What you will do:
Give back exactly the stretch of data below from the line holding "let file: AliasFile" through the line holding "pub fn add(&mut", both ends included, and leave the remaining lines out.

(Dataset excerpts)
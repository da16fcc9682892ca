//! Column alias table for recognising catalog fields in tabular headers.
//!
//! Source exports name the same field differently ("Book Name", "title",
//! "Book_Title"). Each canonical [`Field`] carries a list of accepted header
//! aliases, compared after normalization (case, whitespace, `_` and `-`).
//! Fields still unresolved after the alias pass fall back to a keyword
//! search over the remaining headers.
//!
//! The built-in table can be extended from a TOML file:
//!
//! ```toml
//! [aliases]
//! title = ["Name of Book"]
//! reviews = ["Listener Count"]
//! ```

use serde::Deserialize;
use std::collections::HashMap;
use std::fmt;
use std::path::Path;

use crate::error::{Error, Result};

// ---------------------------------------------------------------------------
// Fields
// ---------------------------------------------------------------------------

/// A canonical catalog field.
#[derive(Debug, Clone, Copy, PartialEq, Eq, Hash)]
pub enum Field {
    Title,
    Author,
    Description,
    Rating,
    Reviews,
    ListeningTime,
    Price,
    ReleaseDate,
}

impl Field {
    pub const ALL: [Self; 8] = [
        Self::Title,
        Self::Author,
        Self::Description,
        Self::Rating,
        Self::Reviews,
        Self::ListeningTime,
        Self::Price,
        Self::ReleaseDate,
    ];

    /// Canonical name, matching the keys used in alias files.
    #[must_use]
    pub const fn name(self) -> &'static str {
        match self {
            Self::Title => "title",
            Self::Author => "author",
            Self::Description => "description",
            Self::Rating => "rating",
            Self::Reviews => "reviews",
            Self::ListeningTime => "listening_time",
            Self::Price => "price",
            Self::ReleaseDate => "release_date",
        }
    }

    /// Look up a field by its canonical name (case-insensitive).
    #[must_use]
    pub fn from_name(name: &str) -> Option<Self> {
        Self::ALL
            .into_iter()
            .find(|field| field.name().eq_ignore_ascii_case(name.trim()))
    }
}

impl fmt::Display for Field {
    fn fmt(&self, f: &mut fmt::Formatter<'_>) -> fmt::Result {
        f.write_str(self.name())
    }
}

// ---------------------------------------------------------------------------
// Built-in tables
// ---------------------------------------------------------------------------

const DEFAULT_ALIASES: &[(Field, &[&str])] = &[
    (Field::Title, &["book name", "title", "book title", "name", "book"]),
    (Field::Author, &["author", "authors", "author name", "writer", "written by"]),
    (
        Field::Description,
        &["description", "desc", "summary", "synopsis", "blurb", "about"],
    ),
    (
        Field::Rating,
        &["rating", "ratings", "avg rating", "average rating", "stars"],
    ),
    (
        Field::Reviews,
        &["number of reviews", "reviews", "review count", "num reviews", "reviews count"],
    ),
    (
        Field::ListeningTime,
        &["listening time", "listen time", "duration", "length", "runtime"],
    ),
    (Field::Price, &["price", "cost"]),
    (Field::ReleaseDate, &["release date", "released", "publication date"]),
];

/// Substrings that identify a field when no alias matched exactly.
const KEYWORDS: &[(Field, &[&str])] = &[
    (Field::Title, &["title"]),
    (Field::Author, &["author"]),
    (Field::Description, &["desc"]),
    (Field::Rating, &["rating"]),
    (Field::Reviews, &["review"]),
    (Field::ListeningTime, &["listening", "duration"]),
    (Field::Price, &["price"]),
    (Field::ReleaseDate, &["release"]),
];

/// Normalize a header or alias for comparison.
fn normalize_header(raw: &str) -> String {
    raw.trim()
        .trim_start_matches('\u{feff}')
        .chars()
        .map(|c| if c == '_' || c == '-' { ' ' } else { c })
        .collect::<String>()
        .split_whitespace()
        .collect::<Vec<_>>()
        .join(" ")
        .to_lowercase()
}

// ---------------------------------------------------------------------------
// Alias table
// ---------------------------------------------------------------------------

/// Canonical field → accepted header aliases.
#[derive(Debug, Clone)]
pub struct ColumnAliases {
    aliases: HashMap<Field, Vec<String>>,
}

#[derive(Debug, Deserialize)]
struct AliasFile {
    #[serde(default)]
    aliases: HashMap<String, Vec<String>>,
}

impl Default for ColumnAliases {
    fn default() -> Self {
        let aliases = DEFAULT_ALIASES
            .iter()
            .map(|(field, names)| {
                (
                    *field,
                    names.iter().map(|name| normalize_header(name)).collect(),
                )
            })
            .collect();
        Self { aliases }
    }
}

impl ColumnAliases {
    /// The built-in table extended with the aliases from a TOML file.
    pub fn load(path: &Path) -> Result<Self> {
        let contents = std::fs::read_to_string(path)?;
        Self::from_toml_str(&contents)
    }

    /// The built-in table extended with aliases parsed from TOML text.
    pub fn from_toml_str(contents: &str) -> Result<Self> {
        let file: AliasFile = toml::from_str(contents)?;
        let mut table = Self::default();
        for (name, extra) in file.aliases {
            let field = Field::from_name(&name).ok_or_else(|| {
                Error::DataFormat(format!("unknown field {name:?} in alias file"))
            })?;
            for alias in extra {
                table.add(field, &alias);
            }
        }
        Ok(table)
    }

    /// Accept one more header name for `field`.
    pub fn add(&mut self, field: Field, alias: &str) {
        let alias = normalize_header(alias);
        let names = self.aliases.entry(field).or_default();
        if !names.contains(&alias) {
            names.push(alias);
        }
    }

    #[must_use]
    pub fn aliases_for(&self, field: Field) -> &[String] {
        self.aliases.get(&field).map_or(&[], Vec::as_slice)
    }

    /// Map each recognisable field to a column index in `headers`.
    ///
    /// Exact alias matches are resolved first for every field, then keyword
    /// matches claim whatever columns are still free. A column is assigned to
    /// at most one field, and the leftmost candidate wins.
    pub fn resolve<S: AsRef<str>>(&self, headers: &[S]) -> ColumnMap {
        let normalized: Vec<String> = headers
            .iter()
            .map(|header| normalize_header(header.as_ref()))
            .collect();
        let mut map = ColumnMap::default();

        for field in Field::ALL {
            let aliases = self.aliases_for(field);
            let hit = normalized
                .iter()
                .enumerate()
                .find(|(idx, header)| !map.is_claimed(*idx) && aliases.contains(*header));
            if let Some((idx, _)) = hit {
                map.indices.insert(field, idx);
            }
        }

        for &(field, keywords) in KEYWORDS {
            if map.contains(field) {
                continue;
            }
            let hit = normalized.iter().enumerate().find(|(idx, header)| {
                !map.is_claimed(*idx) && keywords.iter().any(|kw| header.contains(*kw))
            });
            if let Some((idx, _)) = hit {
                log::debug!(
                    "Column {:?} matched field {} by keyword",
                    headers[idx].as_ref(),
                    field
                );
                map.indices.insert(field, idx);
            }
        }

        map
    }
}

// ---------------------------------------------------------------------------
// Resolved mapping
// ---------------------------------------------------------------------------

/// Field → column index for one concrete header row.
#[derive(Debug, Clone, Default, PartialEq, Eq)]
pub struct ColumnMap {
    indices: HashMap<Field, usize>,
}

impl ColumnMap {
    #[must_use]
    pub fn get(&self, field: Field) -> Option<usize> {
        self.indices.get(&field).copied()
    }

    #[must_use]
    pub fn contains(&self, field: Field) -> bool {
        self.indices.contains_key(&field)
    }

    fn is_claimed(&self, idx: usize) -> bool {
        self.indices.values().any(|&claimed| claimed == idx)
    }

    /// Fields resolved, in canonical order.
    #[must_use]
    pub fn fields(&self) -> Vec<Field> {
        Field::ALL
            .into_iter()
            .filter(|field| self.contains(*field))
            .collect()
    }
}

Your solution:
        let file: AliasFile = toml::from_str(contents)?;
        let mut table = Self::default();
        for (name, extra) in file.aliases {
            let field = Field::from_name(&name).ok_or_else(|| {
                Error::DataFormat(format!("unknown field {name:?} in alias file"))
            })?;
            for alias in extra {
                table.add(field, &alias);
            }
        }
        Ok(table)
    }

    /// Accept one more header name for `field`.
    pub fn add(&mut self, field: Field, alias: &str) {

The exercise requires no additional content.